В эти годы Ньекко был единственным, кто точно представлял себе все значение бурного вторжения, услышанного, увиденного в жизни маленького скрипача. В то время как синьор Антонио Паганини со всей толпой своих коммерческих друзей и врагов и мать Никколо со своей озлобленной сворой родных терялись в догадках о происхождении ранней одаренности Никколо и строили предположения о сверхъестественном вмешательстве, видя в нем то страшную демоническую, то благодатную ангельскую основу.
Учитель Никколо Ньекко боялся за судьбу своего любимого ученика, хрупкость которого внушала ему самые серьезные опасения. Ньекко боялся, что могущество этого всеподавляющего таланта превратится в огонь, который сожжет и очаг, и дом. Когда он перечитывал страницы миланской хроники, в которых старинный повествователь рассказывал о ломбардийских крестьянах, намеренно уродовавших своих детей, чтобы потом продавать их в качестве придворных шутов герцогу Сфорца, Ньеко живо представил родителей и родственников Никколо, жаждущих от него заработка. Еще его волновало, что церковная музыка чужда маленькому скрипачу. Когда Ньекко говорил с ним о свободе Италии, о живой и яркой работе карбонариев, щеки у мальчика покрывались румянцем возбуждения.

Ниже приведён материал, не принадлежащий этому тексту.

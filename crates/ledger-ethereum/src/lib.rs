//! Ethereum Ledger Bridge Implementation
//!
//! This crate provides an Ethereum and EVM-compatible implementation of the
//! `LedgerBridge` trait from `fairlance-ledger-trait`, backed by a deployed
//! escrow contract.
//!
//! # Features
//!
//! - Type-safe contract bindings via Alloy
//! - Support for Ethereum, Polygon, Base, and all EVM chains
//! - Gas-price ceiling and confirmation waits
//! - Every round trip bounded by a configurable timeout
//!
//! # Example
//!
//! ```ignore
//! use fairlance_ledger_ethereum::{EthereumLedger, EthereumLedgerConfig};
//! use fairlance_ledger_trait::LedgerBridge;
//!
//! # async fn example() -> Result<(), Box<dyn std::error::Error>> {
//! let config = EthereumLedgerConfig {
//!     rpc_url: "https://rpc-amoy.polygon.technology".to_string(),
//!     chain_id: 80002,
//!     contract_address: "0xF1C921CEf0c62e7a15cef3D04dFc3e2e7Eb90165".to_string(),
//!     ..Default::default()
//! };
//!
//! let ledger = EthereumLedger::new(config)?;
//! let registered = ledger
//!     .register_contract("0xf39Fd6e51aad88F6F4ce6aB8827279cffFb92266", 5000, "ipfs://terms")
//!     .await?;
//! # Ok(())
//! # }
//! ```

pub mod abi;
pub mod bridge;
pub mod client;
pub mod config;
pub mod error;

pub use bridge::EthereumLedger;
pub use client::EscrowClient;
pub use config::EthereumLedgerConfig;
pub use error::{EthereumLedgerError, Result};

/// Re-export the LedgerBridge trait for convenience
pub use fairlance_ledger_trait::LedgerBridge;
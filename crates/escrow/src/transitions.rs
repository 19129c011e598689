//! Contract lifecycle state machine
//!
//! The transition table is the single source of truth for which status
//! edges exist and which party may drive them. Anything not in the table
//! is an invalid transition and must leave the stored record untouched.

use crate::error::{EscrowError, EscrowResult};
use crate::types::{ContractStatus, PartyRole};

/// Who may drive a given transition
#[derive(Debug, Clone, Copy, PartialEq, Eq)]
pub enum TransitionRule {
    /// Either the investor or the freelancer of the contract
    EitherParty,
    /// Only the freelancer (acceptance, marking work done)
    FreelancerOnly,
}

/// Look up the rule for a status edge, or `None` when the edge does not
/// exist. `Completed`, `Cancelled` and `Failed` are terminal.
pub fn transition_rule(from: ContractStatus, to: ContractStatus) -> Option<TransitionRule> {
    use ContractStatus::*;
    match (from, to) {
        (Draft, Pending) => Some(TransitionRule::EitherParty),
        (Draft, Cancelled) => Some(TransitionRule::EitherParty),
        (Pending, Active) => Some(TransitionRule::FreelancerOnly),
        (Pending, Cancelled) => Some(TransitionRule::EitherParty),
        (Active, Completed) => Some(TransitionRule::FreelancerOnly),
        (Active, Cancelled) => Some(TransitionRule::EitherParty),
        _ => None,
    }
}

/// Validate a transition for the given party of the contract.
///
/// Edge legality is checked before party restriction: a request for a
/// nonexistent edge is `InvalidTransition` regardless of who asks, while
/// an existing edge driven by the wrong party is `Forbidden`.
pub fn check_transition(
    from: ContractStatus,
    to: ContractStatus,
    party: PartyRole,
) -> EscrowResult<()> {
    match transition_rule(from, to) {
        None => Err(EscrowError::InvalidTransition { from, to }),
        Some(TransitionRule::EitherParty) => Ok(()),
        Some(TransitionRule::FreelancerOnly) => match party {
            PartyRole::Freelancer => Ok(()),
            PartyRole::Investor => Err(EscrowError::forbidden(format!(
                "only the freelancer may transition {} -> {}",
                from, to
            ))),
        },
    }
}
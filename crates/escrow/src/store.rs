//! Durable store boundary
//!
//! The store is the system of record for contracts and deliverables. All
//! mutations go through conditional updates keyed on the record's
//! `version`: an update presented with a stale version fails with
//! `Conflict` and changes nothing, so two racing read-modify-write cycles
//! can never silently discard each other's transition.

use async_trait::async_trait;
use chrono::{DateTime, Utc};
use uuid::Uuid;

use crate::error::EscrowResult;
use crate::types::{
    Contract, ContractStatus, Deliverable, DeliverableStatus, LedgerLinkage, PartyProfileSummary,
};

/// Field changes for a conditional contract update.
///
/// Unset fields are left untouched. `linkage` is set-once by construction
/// of the calling code; the store does not overwrite an existing linkage.
#[derive(Debug, Clone, Default)]
pub struct ContractChanges {
    pub status: Option<ContractStatus>,
    pub linkage: Option<LedgerLinkage>,
    pub verified: Option<bool>,
    pub error_message: Option<String>,
    pub completed_at: Option<DateTime<Utc>>,
}

impl ContractChanges {
    /// Apply the changes to a domain record, bumping the version token.
    /// Shared by every store implementation so conditional-update semantics
    /// stay identical across backends.
    pub fn apply(&self, contract: &mut Contract) {
        if let Some(status) = self.status {
            contract.status = status;
        }
        if let Some(linkage) = &self.linkage {
            contract.linkage = Some(linkage.clone());
        }
        if let Some(verified) = self.verified {
            contract.verified = verified;
        }
        if let Some(message) = &self.error_message {
            contract.error_message = Some(message.clone());
        }
        if let Some(completed_at) = self.completed_at {
            contract.completed_at = Some(completed_at);
        }
        contract.version += 1;
        contract.updated_at = Utc::now();
    }
}

/// Field changes for a conditional deliverable update
#[derive(Debug, Clone, Default)]
pub struct DeliverableChanges {
    pub status: Option<DeliverableStatus>,
    pub ledger_uri: Option<String>,
}

impl DeliverableChanges {
    pub fn apply(&self, deliverable: &mut Deliverable) {
        if let Some(status) = self.status {
            deliverable.status = status;
        }
        if let Some(uri) = &self.ledger_uri {
            deliverable.ledger_uri = Some(uri.clone());
        }
        deliverable.version += 1;
        deliverable.updated_at = Utc::now();
    }
}

/// Store operations the escrow service depends on.
///
/// All operations are atomic at the single-record level; no cross-record
/// transaction is assumed.
#[async_trait]
pub trait ContractStore: Send + Sync {
    async fn insert_contract(&self, contract: Contract) -> EscrowResult<Contract>;

    async fn get_contract(&self, id: Uuid) -> EscrowResult<Option<Contract>>;

    /// Conditional update: fails with `Conflict` when the stored version
    /// does not match `expected_version`, leaving the record unchanged.
    async fn update_contract(
        &self,
        id: Uuid,
        expected_version: i64,
        changes: ContractChanges,
    ) -> EscrowResult<Contract>;

    async fn list_contracts_for_party(
        &self,
        party_id: &str,
        status: Option<ContractStatus>,
    ) -> EscrowResult<Vec<Contract>>;

    async fn insert_deliverable(&self, deliverable: Deliverable) -> EscrowResult<Deliverable>;

    async fn get_deliverable(&self, id: Uuid) -> EscrowResult<Option<Deliverable>>;

    /// Conditional update with the same version semantics as
    /// [`ContractStore::update_contract`].
    async fn update_deliverable(
        &self,
        id: Uuid,
        expected_version: i64,
        changes: DeliverableChanges,
    ) -> EscrowResult<Deliverable>;

    async fn list_deliverables(&self, contract_id: Uuid) -> EscrowResult<Vec<Deliverable>>;

    async fn get_party_profile(&self, party_id: &str)
        -> EscrowResult<Option<PartyProfileSummary>>;

    async fn upsert_party_profile(&self, profile: PartyProfileSummary) -> EscrowResult<()>;
}
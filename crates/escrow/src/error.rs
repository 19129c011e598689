//! Error taxonomy for escrow operations
//!
//! Validation errors are detected before any mutation and carry no side
//! effects; `Ledger` and `Conflict` are the only kinds where a retry can
//! make sense, and callers must be able to tell them apart from "your
//! request was invalid".

use crate::types::ContractStatus;
use fairlance_ledger_trait::LedgerError;
use thiserror::Error;

/// Result type for escrow operations
pub type EscrowResult<T> = Result<T, EscrowError>;

/// Main error type for escrow operations
#[derive(Error, Debug)]
pub enum EscrowError {
    /// No valid caller identity
    #[error("Unauthenticated: {message}")]
    Unauthenticated { message: String },

    /// Caller known but not authorized for this operation on this contract
    #[error("Forbidden: {message}")]
    Forbidden { message: String },

    /// Malformed input
    #[error("Invalid {parameter}: {message}")]
    InvalidArgument { parameter: String, message: String },

    /// Operation not legal given current lifecycle state
    #[error("Invalid state: {message}")]
    InvalidState { message: String },

    /// Requested status transition is not an edge of the lifecycle machine
    #[error("Invalid transition: {from} -> {to}")]
    InvalidTransition {
        from: ContractStatus,
        to: ContractStatus,
    },

    /// Resource not found
    #[error("{resource} not found: {id}")]
    NotFound { resource: String, id: String },

    /// Concurrent modification detected by the optimistic version check
    #[error("Conflict: {message}")]
    Conflict { message: String },

    /// External ledger call failed; the store was not modified
    #[error(transparent)]
    Ledger(#[from] LedgerError),

    /// Durable store failure
    #[error("Store error: {message}")]
    Store { message: String },

    /// A stored record failed validation at the store boundary
    #[error("Invalid stored record: {message}")]
    InvalidRecord { message: String },
}

impl EscrowError {
    /// Create an unauthenticated error
    pub fn unauthenticated(message: impl Into<String>) -> Self {
        Self::Unauthenticated {
            message: message.into(),
        }
    }

    /// Create a forbidden error
    pub fn forbidden(message: impl Into<String>) -> Self {
        Self::Forbidden {
            message: message.into(),
        }
    }

    /// Create an invalid argument error
    pub fn invalid_argument(parameter: impl Into<String>, message: impl Into<String>) -> Self {
        Self::InvalidArgument {
            parameter: parameter.into(),
            message: message.into(),
        }
    }

    /// Create an invalid state error
    pub fn invalid_state(message: impl Into<String>) -> Self {
        Self::InvalidState {
            message: message.into(),
        }
    }

    /// Create a not found error
    pub fn not_found(resource: impl Into<String>, id: impl std::fmt::Display) -> Self {
        Self::NotFound {
            resource: resource.into(),
            id: id.to_string(),
        }
    }

    /// Create a conflict error
    pub fn conflict(message: impl Into<String>) -> Self {
        Self::Conflict {
            message: message.into(),
        }
    }

    /// Create a store error
    pub fn store(message: impl Into<String>) -> Self {
        Self::Store {
            message: message.into(),
        }
    }

    /// Create an invalid record error
    pub fn invalid_record(message: impl Into<String>) -> Self {
        Self::InvalidRecord {
            message: message.into(),
        }
    }

    /// True when retrying the same call unchanged could plausibly succeed.
    ///
    /// Validation failures are never retryable; an external-system failure
    /// or a concurrent-modification conflict may be, unless the user
    /// themselves declined the ledger transaction.
    pub fn is_retryable(&self) -> bool {
        match self {
            Self::Conflict { .. } => true,
            Self::Ledger(e) => !e.is_user_rejection(),
            Self::Store { .. } => true,
            _ => false,
        }
    }
}

impl From<sea_orm::DbErr> for EscrowError {
    fn from(err: sea_orm::DbErr) -> Self {
        Self::Store {
            message: err.to_string(),
        }
    }
}
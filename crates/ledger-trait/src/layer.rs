//! Ledger layer identification

use serde::{Deserialize, Serialize};
use std::fmt;

/// Enum representing the supported ledger layers
#[derive(Debug, Clone, Copy, PartialEq, Eq, Hash, Serialize, Deserialize)]
pub enum LedgerLayer {
    /// Ethereum mainnet and testnets
    Ethereum,
    /// Polygon (MATIC)
    Polygon,
    /// Base L2
    Base,
}

impl fmt::Display for LedgerLayer {
    fn fmt(&self, f: &mut fmt::Formatter<'_>) -> fmt::Result {
        match self {
            Self::Ethereum => write!(f, "Ethereum"),
            Self::Polygon => write!(f, "Polygon"),
            Self::Base => write!(f, "Base"),
        }
    }
}

impl LedgerLayer {
    /// All current layers are EVM chains; kept as a method so non-EVM
    /// layers can be added without touching call sites.
    pub fn is_evm(&self) -> bool {
        matches!(self, Self::Ethereum | Self::Polygon | Self::Base)
    }

    /// Determine the layer from an EVM chain ID
    pub fn from_chain_id(chain_id: u64) -> Self {
        match chain_id {
            137 | 80002 => Self::Polygon,       // Polygon, Amoy
            8453 | 84532 => Self::Base,         // Base, Base Sepolia
            _ => Self::Ethereum,                // Mainnet, Holesky, local anvil
        }
    }
}
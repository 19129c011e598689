//! In-memory store implementation
//!
//! Backs the integration tests and embedders that do not need a database.
//! Conditional-update semantics are identical to the SeaORM store.

use async_trait::async_trait;
use std::collections::HashMap;
use tokio::sync::RwLock;
use uuid::Uuid;

use crate::error::{EscrowError, EscrowResult};
use crate::store::{ContractChanges, ContractStore, DeliverableChanges};
use crate::types::{Contract, ContractStatus, Deliverable, PartyProfileSummary};

/// In-memory `ContractStore`
#[derive(Default)]
pub struct InMemoryStore {
    contracts: RwLock<HashMap<Uuid, Contract>>,
    deliverables: RwLock<HashMap<Uuid, Deliverable>>,
    profiles: RwLock<HashMap<String, PartyProfileSummary>>,
}

impl InMemoryStore {
    pub fn new() -> Self {
        Self::default()
    }
}

#[async_trait]
impl ContractStore for InMemoryStore {
    async fn insert_contract(&self, contract: Contract) -> EscrowResult<Contract> {
        let mut contracts = self.contracts.write().await;
        if contracts.contains_key(&contract.id) {
            return Err(EscrowError::store(format!(
                "duplicate contract id {}",
                contract.id
            )));
        }
        contracts.insert(contract.id, contract.clone());
        Ok(contract)
    }

    async fn get_contract(&self, id: Uuid) -> EscrowResult<Option<Contract>> {
        Ok(self.contracts.read().await.get(&id).cloned())
    }

    async fn update_contract(
        &self,
        id: Uuid,
        expected_version: i64,
        changes: ContractChanges,
    ) -> EscrowResult<Contract> {
        let mut contracts = self.contracts.write().await;
        let contract = contracts
            .get_mut(&id)
            .ok_or_else(|| EscrowError::not_found("contract", id))?;

        if contract.version != expected_version {
            return Err(EscrowError::conflict(format!(
                "contract {} changed underneath the caller: expected version {}, found {}",
                id, expected_version, contract.version
            )));
        }

        changes.apply(contract);
        Ok(contract.clone())
    }

    async fn list_contracts_for_party(
        &self,
        party_id: &str,
        status: Option<ContractStatus>,
    ) -> EscrowResult<Vec<Contract>> {
        let contracts = self.contracts.read().await;
        let mut out: Vec<Contract> = contracts
            .values()
            .filter(|c| c.investor_id == party_id || c.freelancer_id == party_id)
            .filter(|c| status.map_or(true, |s| c.status == s))
            .cloned()
            .collect();
        out.sort_by_key(|c| c.created_at);
        Ok(out)
    }

    async fn insert_deliverable(&self, deliverable: Deliverable) -> EscrowResult<Deliverable> {
        let mut deliverables = self.deliverables.write().await;
        if deliverables.contains_key(&deliverable.id) {
            return Err(EscrowError::store(format!(
                "duplicate deliverable id {}",
                deliverable.id
            )));
        }
        deliverables.insert(deliverable.id, deliverable.clone());
        Ok(deliverable)
    }

    async fn get_deliverable(&self, id: Uuid) -> EscrowResult<Option<Deliverable>> {
        Ok(self.deliverables.read().await.get(&id).cloned())
    }

    async fn update_deliverable(
        &self,
        id: Uuid,
        expected_version: i64,
        changes: DeliverableChanges,
    ) -> EscrowResult<Deliverable> {
        let mut deliverables = self.deliverables.write().await;
        let deliverable = deliverables
            .get_mut(&id)
            .ok_or_else(|| EscrowError::not_found("deliverable", id))?;

        if deliverable.version != expected_version {
            return Err(EscrowError::conflict(format!(
                "deliverable {} changed underneath the caller: expected version {}, found {}",
                id, expected_version, deliverable.version
            )));
        }

        changes.apply(deliverable);
        Ok(deliverable.clone())
    }

    async fn list_deliverables(&self, contract_id: Uuid) -> EscrowResult<Vec<Deliverable>> {
        let deliverables = self.deliverables.read().await;
        let mut out: Vec<Deliverable> = deliverables
            .values()
            .filter(|d| d.contract_id == contract_id)
            .cloned()
            .collect();
        out.sort_by_key(|d| d.created_at);
        Ok(out)
    }

    async fn get_party_profile(
        &self,
        party_id: &str,
    ) -> EscrowResult<Option<PartyProfileSummary>> {
        Ok(self.profiles.read().await.get(party_id).cloned())
    }

    async fn upsert_party_profile(&self, profile: PartyProfileSummary) -> EscrowResult<()> {
        self.profiles
            .write()
            .await
            .insert(profile.id.clone(), profile);
        Ok(())
    }
}
use axum::{
    extract::rejection::JsonRejection,
    http::StatusCode,
    response::{IntoResponse, Response},
    Json,
};
use thiserror::Error;

use super::envelope::Envelope;
use super::payment::PaymentDeclined;
use super::recovery_email::DeliveryError;
use crate::services::ServiceError;
use crate::store::StoreError;

/// Failure of a function endpoint; always rendered as a 500 envelope
#[derive(Error, Debug)]
pub enum FunctionError {
    #[error("Invalid request body: {0}")]
    Body(String),

    #[error(transparent)]
    Validation(#[from] ServiceError),

    #[error(transparent)]
    Store(#[from] StoreError),

    #[error(transparent)]
    Payment(#[from] PaymentDeclined),

    #[error(transparent)]
    Delivery(#[from] DeliveryError),
}

impl From<JsonRejection> for FunctionError {
    fn from(rejection: JsonRejection) -> Self {
        FunctionError::Body(rejection.body_text())
    }
}

impl IntoResponse for FunctionError {
    fn into_response(self) -> Response {
        let message = self.to_string();
        tracing::error!(error = %message, "Function failed");
        (StatusCode::INTERNAL_SERVER_ERROR, Json(Envelope::failure(message))).into_response()
    }
}

pub type FunctionResult<T> = Result<T, FunctionError>;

Молчание, замкнутость сына, его спокойствие вызывали подозрение у синьора Антонио, о чем он рассказал священнику местной церкви. Священник сказал, что маленький скрипач на хорошем пути: три раза в неделю он выступает в церковных концертах, его выступления привлекают толпу молящихся, молящиеся охотно отзываются на кружечный сбор, таким образом можно рассматривать Никколо Паганини с его скрипкой как явление, угодное Богу. По инициативе синьора Ньекко мальчик был приглашен к участию в концерте светской музыки. Никколо играл впервые перед большой аудиторией. Легенда о маленьком скрипаче полетела по городу, над морем, по всему лигурийскому синему заливу.
Отрочество
Антонио Паганини был встревожен тем шумом, который поднялся вокруг концерта маленького скрипача. Вот теперь утром ранним младший Паганини с тростью, перекинутой через плечо, и узелком за спиной семенил, стараясь поспеть за большими шагами отца. Задумка отца осуществилась, они к вечеру добрались до дешевого трактира. Антонио неожиданно ласково сказал Никколо:
– Знаешь, я совсем разорен, теперь в твоих руках спасение семьи. Играй, играй всюду. Соберем деньги, тогда заживем хорошо.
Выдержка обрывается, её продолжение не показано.